Most everything in Terry’s life happened within the restaurant’s doors: her son’s rehearsal dinner, her fundraisers, her 60th birthday party, her company’s holiday parties, her Passover Seders. It somehow even said on her Facebook page that she worked at Bridget Foy’s. Terry became part of the Foy family––she attended Bridget’s wedding and spent every Christmas at her house; attended both of her kids’ christenings, babysat for them regularly, and introduced them to the theater. “I haven’t seen the kids in so long,” she said sadly. “I don’t want them to forget me.”’
Terry lived alone, and when she was sick with breast cancer she was uncertain who would care for her after surgery. Mingo and Cheryl insisted on staying with her. “They wrapped my bandages and went to the doctor’s appointments with me,” Terry said. “It’s family.”
She’d recently seen John, who showed her the sketches the architect had drawn up for the rebuild. “I’m really hopeful that they’ll create something that will be as important to another generation as it was to mine,” Terry said, leaning back against the booth. “Maybe people who have never been to the original Bridget Foy’s, or East Philly Cafe, will find this place and will make lifelong friendships.”

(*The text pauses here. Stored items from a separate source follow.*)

//! Generic HTTP handlers shared by every entity collection.
//!
//! Handlers only decode the request, check that required input is present and
//! translate service outcomes into status codes. All rules live in the services.

use std::collections::HashMap;

use axum::extract::rejection::{JsonRejection, PathRejection};
use axum::extract::{Path, Query, State};
use axum::http::{HeaderMap, HeaderValue, StatusCode};
use axum::response::{IntoResponse, Response};
use axum::Json;
use models::Entity;
use serde::de::DeserializeOwned;
use serde_json::{Map, Value};
use service::{parse_id, BulkMode, DynCrud, ListQuery};

use crate::errors::ApiError;

pub const TOTAL_COUNT_HEADER: &str = "x-total-count";
pub const DEFAULT_AUDIT_LIMIT: usize = 50;

type Params = Query<HashMap<String, String>>;
type Body = Result<Json<Value>, JsonRejection>;
type IdPath = Result<Path<String>, PathRejection>;

fn object(body: Body) -> Result<Map<String, Value>, ApiError> {
    let Json(value) = body.map_err(|e| ApiError::bad_request(format!("Invalid JSON body: {}", e.body_text())))?;
    match value {
        Value::Object(map) => Ok(map),
        _ => Err(ApiError::bad_request("Request body must be a JSON object")),
    }
}

fn decode<T: DeserializeOwned>(value: Value) -> Result<T, ApiError> {
    serde_json::from_value(value).map_err(|e| ApiError::bad_request(format!("Invalid request body: {e}")))
}

/// Pull the array stored under `key`, as bulk bodies carry their elements.
fn array(mut body: Map<String, Value>, key: &str) -> Result<Vec<Value>, ApiError> {
    match body.remove(key) {
        Some(Value::Array(values)) => Ok(values),
        _ => Err(ApiError::bad_request(format!("{key} must be an array"))),
    }
}

/// Undecodable path segments (e.g. invalid percent escapes) are reported like any other bad id.
fn path_id(path: IdPath) -> Result<u64, ApiError> {
    let Path(raw) = path.map_err(|_| ApiError::bad_request("Invalid id: must be a positive integer"))?;
    Ok(parse_id(&raw)?)
}

fn bulk_mode(params: &HashMap<String, String>) -> Result<BulkMode, ApiError> {
    match params.get("atomic").map(|v| v.trim().to_ascii_lowercase()).as_deref() {
        None | Some("") | Some("false") | Some("0") => Ok(BulkMode::Independent),
        Some("true") | Some("1") => Ok(BulkMode::Atomic),
        Some(_) => Err(ApiError::bad_request("atomic must be true or false")),
    }
}

pub async fn list<E: Entity>(State(crud): State<DynCrud<E>>, Query(params): Params) -> Result<Response, ApiError> {
    let query = ListQuery::from_params(&params)?;
    let listing = crud.get_all(query).await?;
    let mut headers = HeaderMap::new();
    headers.insert(TOTAL_COUNT_HEADER, HeaderValue::from(listing.total));
    Ok((headers, Json(listing.records)).into_response())
}

pub async fn get_one<E: Entity>(State(crud): State<DynCrud<E>>, path: IdPath) -> Result<Json<E>, ApiError> {
    let id = path_id(path)?;
    Ok(Json(crud.get_by_id(id).await?))
}

pub async fn create<E: Entity>(State(crud): State<DynCrud<E>>, body: Body) -> Result<Response, ApiError> {
    let body = object(body)?;
    let missing = E::REQUIRED_FIELDS
        .iter()
        .find(|field| body.get(**field).map_or(true, Value::is_null));
    if let Some(field) = missing {
        return Err(ApiError::bad_request(format!("Missing required field: {field}")));
    }
    let input: E::Create = decode(Value::Object(body))?;
    let record = crud.create(input).await?;
    Ok((StatusCode::CREATED, Json(record)).into_response())
}

pub async fn update<E: Entity>(
    State(crud): State<DynCrud<E>>,
    path: IdPath,
    body: Body,
) -> Result<Json<E>, ApiError> {
    let id = path_id(path)?;
    let patch: E::Patch = decode(Value::Object(object(body)?))?;
    Ok(Json(crud.update(id, patch).await?))
}

pub async fn remove<E: Entity>(State(crud): State<DynCrud<E>>, path: IdPath) -> Result<StatusCode, ApiError> {
    let id = path_id(path)?;
    crud.delete(id).await?;
    Ok(StatusCode::NO_CONTENT)
}

pub async fn stats<E: Entity>(State(crud): State<DynCrud<E>>) -> Json<E::Stats> {
    Json(crud.stats().await)
}

/// `q` must be present; a blank value yields an empty list.
pub async fn search<E: Entity>(State(crud): State<DynCrud<E>>, Query(params): Params) -> Result<Json<Vec<E>>, ApiError> {
    let q = params
        .get("q")
        .cloned()
        .ok_or_else(|| ApiError::bad_request("Query parameter q is required"))?;
    Ok(Json(crud.search(Some(q)).await))
}

pub async fn audit<E: Entity>(State(crud): State<DynCrud<E>>, Query(params): Params) -> Result<Response, ApiError> {
    let limit = match params.get("limit").map(|v| v.trim()).filter(|v| !v.is_empty()) {
        None => DEFAULT_AUDIT_LIMIT,
        Some(raw) => match raw.parse::<usize>() {
            Ok(n) if n >= 1 => n,
            _ => return Err(ApiError::bad_request("limit must be a positive integer")),
        },
    };
    Ok(Json(crud.audit_log(limit).await).into_response())
}

/// Body: `{"<plural>": [payload, ...]}`.
pub async fn bulk_create<E: Entity>(
    State(crud): State<DynCrud<E>>,
    Query(params): Params,
    body: Body,
) -> Result<Response, ApiError> {
    let mode = bulk_mode(&params)?;
    // 单个元素的解码错误由服务层按下标报告
    let inputs = array(object(body)?, E::PLURAL)?;
    let outcome = crud.bulk_create(inputs, mode).await?;
    Ok(Json(outcome).into_response())
}

/// Body: `{"updates": [{"id": 1, "changes": {...}}, ...]}`.
pub async fn bulk_update<E: Entity>(
    State(crud): State<DynCrud<E>>,
    Query(params): Params,
    body: Body,
) -> Result<Response, ApiError> {
    let mode = bulk_mode(&params)?;
    let changes = array(object(body)?, "updates")?;
    let outcome = crud.bulk_update(changes, mode).await?;
    Ok(Json(outcome).into_response())
}

/// Body: `{"ids": [1, 2, ...]}`.
pub async fn bulk_delete<E: Entity>(
    State(crud): State<DynCrud<E>>,
    Query(params): Params,
    body: Body,
) -> Result<Response, ApiError> {
    let mode = bulk_mode(&params)?;
    let ids = array(object(body)?, "ids")?;
    let outcome = crud.bulk_delete(ids, mode).await?;
    Ok(Json(outcome).into_response())
}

She unfolded a few crisp bills and set them atop the check. “What existed there is what they call a snapshot in time. I don’t think they can ever recreate, ‘cause you really can’t go back there.”
Terry walked out of the diner into the chilly November air, pulling her sweater closer to her chest. She stepped into her gold Jeep, buckled her seatbelt and pulled the car around to 2nd and South.
The car eased to a stop in front of what used to be Bridget Foy’s. Terry put the car in park. “There she is,” she said quietly. She twisted in her seat and faced the remains head-on, her eyes searching for signs of comfort in its hollow structure.
She shuddered, as if she was in pain. “I spent more than half of my life there.” She sighed again and sped away, fixing her eyes on the road ahead instead of the skeleton of an old friend growing smaller and smaller in her rearview mirror.